A Future of Beta-Blockers “Plus” to Treat Hypertension?

In my previous article, A Requiem for Beta-Blockers to Treat Hypertension?, I described the current move away from beta-blocker therapy for hypertension as discussed by speakers at the 2013 ASH annual meeting. This included key points about what has changed between JNC 7 (beta-blockers a viable early option for treatment) and data considered for JNC 2013.

Following are some more of the key points, including a discussion of so-called beta-blockers “plus.”

1. Why have the efficacy and safety profiles of beta-blockers and angiotensin receptor blockers (ARBs) changed? Much of the data reviewed in my earlier article were obtained in an era that did not include prompt revascularization, statins, antiplatelet therapies, and angiotensin-converting enzyme inhibitors/ARBs. The new era of hypertension management considered by JNC 2013 and the National Institute for Clinical Excellence committee has proved that beta-blocker benefits may have been strictly limited to a demographic “gone by” that did not have access to interventional expertise.

A good example is patients enrolled in the REACH Registry, which addressed beta blockade in persons with prior myocardial infarctions (MIs), known coronary disease, and significant risk factors for coronary disease. Cardioprotection within these 3 groups was no different with or without beta-blockers. What worked yesterday has become obsolete. The ALLHAT study reached similar conclusions.

2. Other data add to the persisting concerns regarding beta-blockers and their purported cardioprotection. In ASCOT-LLA, patients treated with atorvastatin/placebo were compared with those treated with atorvastatin and beta-blockers. Significant end points were better in the statin/placebo group than in the statin/beta-blocker group. The results suggest that beta-blockers interfere with important statin pleiotropic effects essential to cardioprotection. Earlier studies suggesting beta-blocker benefits preceded statins.

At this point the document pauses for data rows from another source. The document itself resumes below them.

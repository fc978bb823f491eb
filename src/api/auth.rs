use crate::api::error::ApiError;
use crate::api::session::{MaybeUser, clear_session_cookie, session_cookie};
use crate::state::AppState;
use audiotube_auth::error::ErrorKind;
use axum::Json;
use axum::extract::rejection::JsonRejection;
use axum::extract::{Query, State};
use axum::http::header::SET_COOKIE;
use axum::response::{IntoResponse, Redirect, Response};
use serde::Deserialize;
use serde_json::{Value, json};

#[derive(Debug, Deserialize)]
pub struct LoginRequest {
    #[serde(default)]
    email: String,
}

pub async fn request(
    State(state): State<AppState>,
    payload: Result<Json<LoginRequest>, JsonRejection>,
) -> Result<Json<Value>, ApiError> {
    let Json(payload) = payload?;
    state.auth.request_login(&payload.email).await?;
    Ok(Json(json!({ "ok": true, "message": "Check your email for login link" })))
}

#[derive(Debug, Deserialize)]
pub struct VerifyParams {
    token: Option<String>,
}

/// Landing page of the emailed link. Always answers with a redirect to the
/// front page, setting the session cookie on success.
pub async fn verify(State(state): State<AppState>, Query(params): Query<VerifyParams>) -> Result<Response, ApiError> {
    let Some(token) = params.token.filter(|t| !t.is_empty()) else {
        return Ok(Redirect::to("/?error=invalid_link").into_response());
    };
    let login = match state.auth.complete_login(&token).await {
        Ok(login) => login,
        Err(err) if matches!(&*err, ErrorKind::Unauthenticated) => {
            return Ok(Redirect::to("/?error=expired_link").into_response());
        },
        Err(err) => return Err(err.into()),
    };
    let cookie = session_cookie(&login.credential, state.auth.sessions().ttl(), state.config.server.secure_cookies);
    Ok(([(SET_COOKIE, cookie)], Redirect::to("/?logged_in=true")).into_response())
}

pub async fn me(State(state): State<AppState>, MaybeUser(session): MaybeUser) -> Result<Json<Value>, ApiError> {
    let Some(session) = session else {
        return Ok(Json(json!({ "logged_in": false })));
    };
    Ok(Json(match state.auth.user(session.user_id).await? {
        Some(user) => json!({ "logged_in": true, "email": user.email, "user_id": user.id }),
        None => json!({ "logged_in": false }),
    }))
}

pub async fn logout(State(state): State<AppState>) -> impl IntoResponse {
    ([(SET_COOKIE, clear_session_cookie(state.config.server.secure_cookies))], Json(json!({ "ok": true })))
}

3. Unbelievers quote the mantra that it is blood pressure lowering per se and not the agent used that is important. This observation is only true based on ALLHAT. The primary end points in ALLHAT were no different with similar blood pressure lowering with 3 antihypertensives. However, the 3 agents were chlorthalidone, amlodipine, and lisinopril. There were no beta-blockers used in this study. All antihypertensives are not created equally! Similar blood pressure reductions achieved by beta-blockers are not the same as those consequent to the agents used in ALLHAT.

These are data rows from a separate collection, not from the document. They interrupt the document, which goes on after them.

//! Log subscriber set-up for the binary.

use crate::error::{ErrorKind, Result};
use audiotube_config::{LogFormat, LoggingConfig};
use exn::ResultExt;
use tracing_subscriber::EnvFilter;

/// Dependencies that are chatty at `info` and below.
const NOISY: &[(&str, &str)] = &[
    ("sqlx", "warn"),
    ("hyper", "warn"),
    ("hyper_util", "warn"),
    ("reqwest", "warn"),
    ("h2", "warn"),
    ("rustls", "warn"),
];

/// Build the filter from the configured level, capping noisy dependencies.
pub fn env_filter(level: &str) -> Result<EnvFilter> {
    let directives = std::iter::once(level.to_string())
        .chain(NOISY.iter().map(|(target, level)| format!("{target}={level}")))
        .collect::<Vec<_>>()
        .join(",");
    EnvFilter::try_new(&directives).or_raise(|| ErrorKind::Logging)
}

/// Install the global subscriber. `RUST_LOG`, when set and valid, replaces
/// the configured filter entirely.
pub fn init(config: &LoggingConfig) -> Result<()> {
    let filter = match EnvFilter::try_from_default_env() {
        Ok(filter) => filter,
        Err(_) => env_filter(&config.level)?,
    };
    let builder = tracing_subscriber::fmt().with_env_filter(filter).with_target(true);
    match config.format {
        LogFormat::Compact => tracing::subscriber::set_global_default(builder.compact().finish()),
        LogFormat::Json => tracing::subscriber::set_global_default(builder.json().finish()),
    }
    .or_raise(|| ErrorKind::Logging)
}

#[cfg(test)]
mod tests {
    use super::*;

    #[test]
    fn test_env_filter_caps_noisy_crates() {
        let filter = env_filter("debug").unwrap().to_string();
        assert!(filter.contains("sqlx=warn"), "{filter}");
        assert!(filter.contains("debug"), "{filter}");
    }

    #[test]
    fn test_env_filter_rejects_garbage() {
        let err = env_filter("audiotube=loud").unwrap_err();
        assert!(matches!(&*err, ErrorKind::Logging));
    }
}
//! AudioTube backend: magic-link login, yt-dlp backed search and streaming,
//! and per-user listening history.

pub mod api;
pub mod error;
pub mod logging;
pub mod maintenance;
mod state;
pub mod streams;

use crate::error::{ErrorKind, Result};
use crate::maintenance::{Maintenance, PurgeReport};
use audiotube_config::Config;
use audiotube_store::{Database, PoolOptions};
use exn::ResultExt;
use tokio::net::TcpListener;

pub use crate::state::AppState;

/// Open (creating if needed) the database described by `config`.
pub async fn open_database(config: &Config) -> Result<Database> {
    let path = &config.database.path;
    if let Some(parent) = path.parent().filter(|p| !p.as_os_str().is_empty()) {
        std::fs::create_dir_all(parent).or_raise(|| ErrorKind::Database)?;
    }
    let options = PoolOptions {
        max_connections: config.database.max_connections,
        acquire_timeout: config.database.acquire_timeout(),
    };
    Database::connect(path, options).await.or_raise(|| ErrorKind::Database)
}

/// Serve the API until interrupted, running maintenance in the background.
pub async fn serve(config: Config) -> Result<()> {
    let db = open_database(&config).await?;
    let bind = config.server.bind;
    let interval = config.server.maintenance_interval();
    let maintenance = Maintenance::from_config(&config, &db);
    let state = AppState::from_config(config, &db)?;

    let (stop_maintenance, stopped) = tokio::sync::oneshot::channel::<()>();
    let task = maintenance.spawn(interval, async move {
        _ = stopped.await;
    });

    let listener = TcpListener::bind(bind).await.or_raise(|| ErrorKind::Bind(bind))?;
    tracing::info!(%bind, "Listening");
    let served = axum::serve(listener, api::router(state))
        .with_graceful_shutdown(shutdown_signal())
        .await
        .or_raise(|| ErrorKind::Serve);

    _ = stop_maintenance.send(());
    _ = task.await;
    db.close().await;
    tracing::info!("Shut down");
    served
}

/// Run a single maintenance pass against the configured database.
pub async fn purge(config: &Config) -> Result<PurgeReport> {
    let db = open_database(config).await?;
    let report = Maintenance::from_config(config, &db).run_once().await;
    db.close().await;
    report
}

async fn shutdown_signal() {
    if let Err(err) = tokio::signal::ctrl_c().await {
        tracing::error!(error = %err, "Failed to listen for shutdown signal");
        std::future::pending::<()>().await;
    }
    tracing::info!("Shutdown requested");
}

4. Far and away the majority of studies determining the negatives of beta-blockers were performed with atenolol. This particular beta-blocker is more suspect than any other. Studies have demonstrated that it raises central blood pressure (the pressure experienced  by the heart, kidneys, and brain) despite lowering brachial pressure. This paradoxical effect is a bad one. A meta-analysis of atenolol versus other antihypertensives found a risk ratio of 1.26 for all events with atenolol as opposed to other agents.

5. The prior hallowed ground for beta-blockers was not hypertension, but rather post-MI protection. The INVEST trial compared verapamil with beta-blockers in this role. Verapamil was noninferior to atenolol in all aspects except that atenolol increased the risk of stroke.

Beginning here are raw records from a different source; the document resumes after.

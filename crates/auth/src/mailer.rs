//! Login email delivery.
//!
//! [`Mailer`] is the seam between the login flow and whatever actually
//! delivers mail. [`ConsoleMailer`] prints the link to the log for local
//! development; [`ResendMailer`] hands an HTML email to the Resend HTTP API.

use crate::email::Email;
use crate::error::{ErrorKind, Result};
use async_trait::async_trait;
use audiotube_config::{EmailConfig, MailProvider};
use exn::{OptionExt, ResultExt};
use serde::Serialize;
use std::sync::Arc;
use std::time::Duration as StdDuration;
use time::Duration;
use tracing::instrument;
use upon::{Engine, Template};

pub const SUBJECT: &str = "Your AudioTube login link";
const RESEND_ENDPOINT: &str = "https://api.resend.com/emails";

const TEMPLATE: &str = r#"<div style="font-family: sans-serif; max-width: 400px; margin: 0 auto; padding: 20px;">
    <h2 style="color: #333;">Login to AudioTube</h2>
    <p style="color: #666;">Click the button below to log in. This link expires in {{ minutes }} minutes.</p>
    <a href="{{ link }}"
       style="display: inline-block; background: #000; color: #fff; padding: 12px 24px; text-decoration: none; border-radius: 6px; margin: 20px 0;">
        Log in to AudioTube
    </a>
    <p style="color: #999; font-size: 12px;">
        If you didn't request this link, you can safely ignore this email.
    </p>
</div>"#;

/// Something that can deliver a login link to its recipient.
#[async_trait]
pub trait Mailer: Send + Sync {
    async fn send_magic_link(&self, recipient: &Email, link: &str) -> Result<()>;
}

/// Build the mailer selected by configuration.
pub fn from_config(config: &EmailConfig, link_ttl: Duration) -> Result<Arc<dyn Mailer>> {
    Ok(match config.provider {
        MailProvider::Console => Arc::new(ConsoleMailer),
        MailProvider::Resend => Arc::new(ResendMailer::from_config(config, link_ttl)?),
    })
}

/// Logs the link instead of sending it.
#[derive(Debug, Default, Clone, Copy)]
pub struct ConsoleMailer;

#[async_trait]
impl Mailer for ConsoleMailer {
    async fn send_magic_link(&self, recipient: &Email, link: &str) -> Result<()> {
        tracing::info!(recipient = %recipient, link, "Magic link (console delivery)");
        Ok(())
    }
}

/// The HTML body of a login email, compiled once.
pub struct LoginTemplate {
    engine: Engine<'static>,
    template: Template<'static>,
    minutes: i64,
}
impl LoginTemplate {
    pub fn new(link_ttl: Duration) -> Result<Self> {
        let mut engine = Engine::new();
        // The link is interpolated into an attribute.
        engine.set_default_formatter(&upon::fmt::escape_html);
        let template = engine.compile(TEMPLATE).or_raise(|| ErrorKind::Template)?;
        Ok(Self { engine, template, minutes: link_ttl.whole_minutes() })
    }

    pub fn render(&self, link: &str) -> Result<String> {
        self.template
            .render(&self.engine, upon::value! { link: link, minutes: self.minutes })
            .to_string()
            .or_raise(|| ErrorKind::Template)
    }
}

#[derive(Debug, Serialize)]
struct ResendRequest<'a> {
    from: String,
    to: [&'a str; 1],
    subject: &'a str,
    html: String,
}

/// Sends login emails through the Resend HTTP API.
pub struct ResendMailer {
    client: reqwest::Client,
    api_key: String,
    from: String,
    template: LoginTemplate,
}
impl std::fmt::Debug for ResendMailer {
    fn fmt(&self, f: &mut std::fmt::Formatter<'_>) -> std::fmt::Result {
        f.debug_struct("ResendMailer").field("from", &self.from).finish_non_exhaustive()
    }
}
impl ResendMailer {
    pub fn new(api_key: impl Into<String>, from: impl Into<String>, timeout: StdDuration, template: LoginTemplate) -> Result<Self> {
        let client = reqwest::Client::builder().timeout(timeout).build().or_raise(|| ErrorKind::Delivery)?;
        Ok(Self { client, api_key: api_key.into(), from: from.into(), template })
    }

    pub fn from_config(config: &EmailConfig, link_ttl: Duration) -> Result<Self> {
        let api_key = config.api_key.clone().ok_or_raise(|| ErrorKind::Delivery)?;
        let from = format!("{} <{}>", config.from_name, config.from_address);
        Self::new(api_key, from, config.timeout(), LoginTemplate::new(link_ttl)?)
    }
}

#[async_trait]
impl Mailer for ResendMailer {
    #[instrument(skip_all)]
    async fn send_magic_link(&self, recipient: &Email, link: &str) -> Result<()> {
        let body = ResendRequest {
            from: self.from.clone(),
            to: [recipient.as_str()],
            subject: SUBJECT,
            html: self.template.render(link)?,
        };
        let response = self
            .client
            .post(RESEND_ENDPOINT)
            .bearer_auth(&self.api_key)
            .json(&body)
            .send()
            .await
            .or_raise(|| ErrorKind::Delivery)?;
        let status = response.status();
        if !status.is_success() {
            tracing::warn!(status = status.as_u16(), "Mail provider rejected login email");
            exn::bail!(ErrorKind::Delivery);
        }
        tracing::debug!("Login email accepted by mail provider");
        Ok(())
    }
}
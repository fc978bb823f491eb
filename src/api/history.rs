use crate::api::error::ApiError;
use crate::api::session::CurrentUser;
use crate::state::AppState;
use audiotube_resolver::VideoId;
use audiotube_store::HistoryEntry;
use axum::Json;
use axum::extract::State;
use axum::extract::rejection::JsonRejection;
use serde::{Deserialize, Serialize};
use serde_json::{Value, json};
use time::UtcDateTime;
use time::format_description::well_known::Rfc3339;

#[derive(Debug, Serialize)]
pub struct HistoryItem {
    video_id: String,
    title: String,
    channel: String,
    duration: u32,
    viewed_at: String,
}
impl TryFrom<HistoryEntry> for HistoryItem {
    type Error = time::error::Format;
    fn try_from(entry: HistoryEntry) -> Result<Self, Self::Error> {
        Ok(Self {
            viewed_at: entry.viewed_at.format(&Rfc3339)?,
            video_id: entry.video_id,
            title: entry.title,
            channel: entry.channel,
            duration: entry.duration,
        })
    }
}

pub async fn list(
    State(state): State<AppState>,
    CurrentUser(session): CurrentUser,
) -> Result<Json<Vec<HistoryItem>>, ApiError> {
    let limit = usize::try_from(state.config.history.limit).map_err(ApiError::internal)?;
    let entries = state.history.list(session.user_id, limit).await?;
    let items = entries.into_iter().map(HistoryItem::try_from).collect::<Result<_, _>>().map_err(ApiError::internal)?;
    Ok(Json(items))
}

#[derive(Debug, Deserialize)]
pub struct NewHistoryEntry {
    video_id: Option<String>,
    title: Option<String>,
    channel: Option<String>,
    /// Seconds; fractional values from the player are rounded.
    duration: Option<f64>,
}

pub async fn add(
    State(state): State<AppState>,
    CurrentUser(session): CurrentUser,
    payload: Result<Json<NewHistoryEntry>, JsonRejection>,
) -> Result<Json<Value>, ApiError> {
    let Json(payload) = payload?;
    let Some(video_id) = payload.video_id.filter(|id| !id.is_empty()) else {
        return Err(ApiError::bad_request("video_id required"));
    };
    let video_id = VideoId::parse(video_id)?;
    let entry = HistoryEntry {
        video_id: video_id.as_str().to_string(),
        title: payload.title.unwrap_or_default(),
        channel: payload.channel.unwrap_or_default(),
        duration: payload.duration.map_or(0, |d| d.clamp(0.0, f64::from(u32::MAX)).round() as u32),
        viewed_at: UtcDateTime::now(),
    };
    state.history.append(session.user_id, &entry).await?;
    Ok(Json(json!({ "ok": true })))
}
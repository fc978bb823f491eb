//! Store Error Types
//!
//! This module provides structured errors using `exn` for automatic location
//! tracking and error tree construction.

use derive_more::{Display, Error};
use exn::ResultExt;

/// A store error with automatic location tracking.
pub type Error = exn::Exn<ErrorKind>;
/// Result type alias for store operations.
pub type Result<T> = std::result::Result<T, Error>;

/// Actionable error categories.
///
/// These describe what the caller should *do*, not what went wrong internally.
#[derive(Debug, Display, Error)]
pub enum ErrorKind {
    #[display("database error")]
    Database,
    #[display("database migration error")]
    Migration,
    /// No connection became available (or the database stayed locked) in time.
    #[display("timed out waiting for the database")]
    Timeout,
    /// A unique constraint rejected the write.
    #[display("record already exists")]
    Conflict,
    /// A stored value could not be converted to or from its model type.
    #[display("invalid stored data: {_0}")]
    InvalidData(#[error(not(source))] &'static str),
}

impl ErrorKind {
    /// Returns `true` if retrying might succeed.
    pub fn is_retryable(&self) -> bool {
        matches!(self, Self::Timeout)
    }
}

/// Classifies [`sqlx::Error`]s into the matching [`ErrorKind`] while keeping
/// the original error as the child of the raised one.
pub(crate) trait SqlxResultExt<T> {
    fn or_store(self) -> Result<T>;
}
impl<T> SqlxResultExt<T> for std::result::Result<T, sqlx::Error> {
    #[track_caller]
    fn or_store(self) -> Result<T> {
        let kind = match &self {
            Err(sqlx::Error::PoolTimedOut) => ErrorKind::Timeout,
            Err(sqlx::Error::Database(db)) if db.is_unique_violation() => ErrorKind::Conflict,
            // SQLITE_BUSY / SQLITE_LOCKED after the busy timeout elapsed.
            Err(sqlx::Error::Database(db)) if matches!(db.code().as_deref(), Some("5" | "6")) => ErrorKind::Timeout,
            _ => ErrorKind::Database,
        };
        self.or_raise(move || kind)
    }
}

6. On to beta-blockers “plus.” The term means that beta blockade is accompanied by other important actions. Carvedilol also provides alpha-blocking effects. Nebivolol also provides nitric oxide generation. As a result of the “plus” portion, for example, nebivolol does not increase central blood pressure. The caveats surrounding beta-blockers in general, and especially atenolol, do NOT apply to beta-blocker plus agents!

JNC 2013 is right around the corner. I do not have a crystal ball, and speakers at ASH could only speculate, but it looks like the beta-blocker era for treating blood pressure will be limited to beta-blockers plus.